According to typical presuppositionalists, the main thing that we must presuppose is the truth and the ultimate and unique authority of God’s word, by which they mean Scripture. As a result, presuppositionalists wed their methodology to the Protestant principle of sola scriptura. This opens their position to all the usual problems with sola scriptura.

Presuppositionalists frequently claim that only Christianity is capable of making sense of things and providing a consistent basis for rational thought. But this claim is obviously false. Unless one wants to say that Jews prior to the time of Christ were irrational, then it would seem that one can be rational even if one has only a subset of Christian revelation.

Frequently presuppositionalists disparage any attempt to prove the existence of God or argue for Christianity by natural reason, which they hold to be utterly corrupt apart from the inspiration provided by the Holy Spirit.

We have seen that Vatican I infallibly defined the possibility of proving God’s existence by natural reason and of appealing to miracles in proof of the Christian faith, but in one canon the Council put an even sharper point on the matter when it infallibly rejected the proposition that “divine revelation cannot be made credible by external signs, and that therefore men and women ought to be moved to faith only by each one’s internal experience or private inspiration” (DF 3:3).

So is there any use at all that a Catholic might have for presuppositional methodology? Actually, there is.

As a methodology, presuppositionalism is not intrinsically arrogant. It is perfectly possible to apply the method in a more humble and reasonable manner, as in the case of the method’s current leading light, John Frame. There is no necessary union between the presuppositional method and sola scriptura. If one wanted, one could construe God’s word more generally, including not only the material passed on in Scripture but also that passed on in Tradition as well.

Yet there is a more promising way to construct presuppositional methodology along Catholic lines. Without presupposing specifically Christian revelation, one can’t argue transcendentally for Christianity itself; but by not insisting on specifically Christian revelation as a presupposition, one can avoid some of the most telling objections to the method.

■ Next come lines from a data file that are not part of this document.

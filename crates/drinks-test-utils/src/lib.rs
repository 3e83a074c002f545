//! # Drinks Test Utilities
//!
//! Shared test utilities for the drinks service.
//!
//! This crate provides:
//! - Fixed RSA key pairs and RS256 token signing (`rsa_fixtures`)
//! - Claims builders (`token_builders`)
//! - Mock JWKS endpoint helpers (`jwks_mock`)
//! - Server test harness (`TestDrinksServer` for E2E tests)
//!
//! ## Usage
//!
//! ```rust,ignore
//! use drinks_test_utils::*;
//!
//! #[tokio::test]
//! async fn test_example() -> Result<()> {
//!     let server = TestDrinksServer::spawn().await?;
//!
//!     let response = reqwest::Client::new()
//!         .post(format!("{}/drinks", server.url()))
//!         .bearer_auth(server.token(&["post:drinks"]))
//!         .json(&serde_json::json!({
//!             "title": "Water",
//!             "recipe": {"name": "Water", "color": "blue", "parts": 1}
//!         }))
//!         .send()
//!         .await?;
//!
//!     assert_eq!(response.status(), 200);
//!     Ok(())
//! }
//! ```

pub mod jwks_mock;
pub mod rsa_fixtures;
pub mod server_harness;
pub mod token_builders;

// Re-export commonly used items
pub use jwks_mock::*;
pub use rsa_fixtures::*;
pub use server_harness::*;
pub use token_builders::*;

On the other hand, one can invite individuals to presuppose Christian worldview and ask them to see how it makes sense of the world. Something like this seems to happen whenever a person is converting to Christ. There tends to be a period in which a person “tries on” Christian spectacles to see how the world looks through them, and there is nothing wrong with inviting people to do this.

One doesn’t have to accept the disparagement of any attempt to make revelation credible by external signs or arguments for God’s existence. We can treat the presuppositional method as a complement to the others. Indeed, this is the position taken by some presuppositionalists. Taken in this way, our reconstructed presuppositionalism is not inconsistent with Vatican I.

The Reformed-Epistemological Method

To many the central claim of Reformed epistemology—that it can be rational to believe in God and Christ without evidence—may seem so counterintuitive that it is impossible for the idea to find any traction in Catholic thought.

Actually, the two cohere so well that when Alvin Plantinga began to popularize his views on religious epistemology, Catholic philosophers pointed out that ideas he traced back to Calvin actually go back to Aquinas. Of late (in his book Warranted Christian Belief), Plantinga has begun to speak of the “Aquinas/Calvin model.”

Part of the disconnect seems to be the language that Plantinga and others have used to articulate their views. They do not mean what they appear to be saying when they claim that it is rational to believe in God without evidence. The problem is in how the word evidence is being used.

Reformed epistemologists do not mean that one is warranted in believing in God and Christ without any basis whatsoever. They mean that one does not have to construct and deliberate on traditional propositional arguments. Instead, one can adopt the Christian faith pre-reflectively, as in fact many people do when they are taught it as children, for example.

It is just as rational to accept the Christian worldview in this way as it is to accept any other worldview, including a secular one. In fact, most of the propositions we accept are adopted pre-reflectively. We don’t sit down and construct and deliberate upon detailed logical proofs for most of the things we believe. Humans aren’t designed to work that way.

Yet that doesn’t mean that we don’t have evidence for most of what we believe. We do. We simply analyze and act on it without first casting it in logical form. If our parents teach us that electrons exist or that you need money to buy candy or that Christ died for our sins, then we have been given evidence for these things, and it is rational for us to believe them until we’re shown convincing reasons to the contrary.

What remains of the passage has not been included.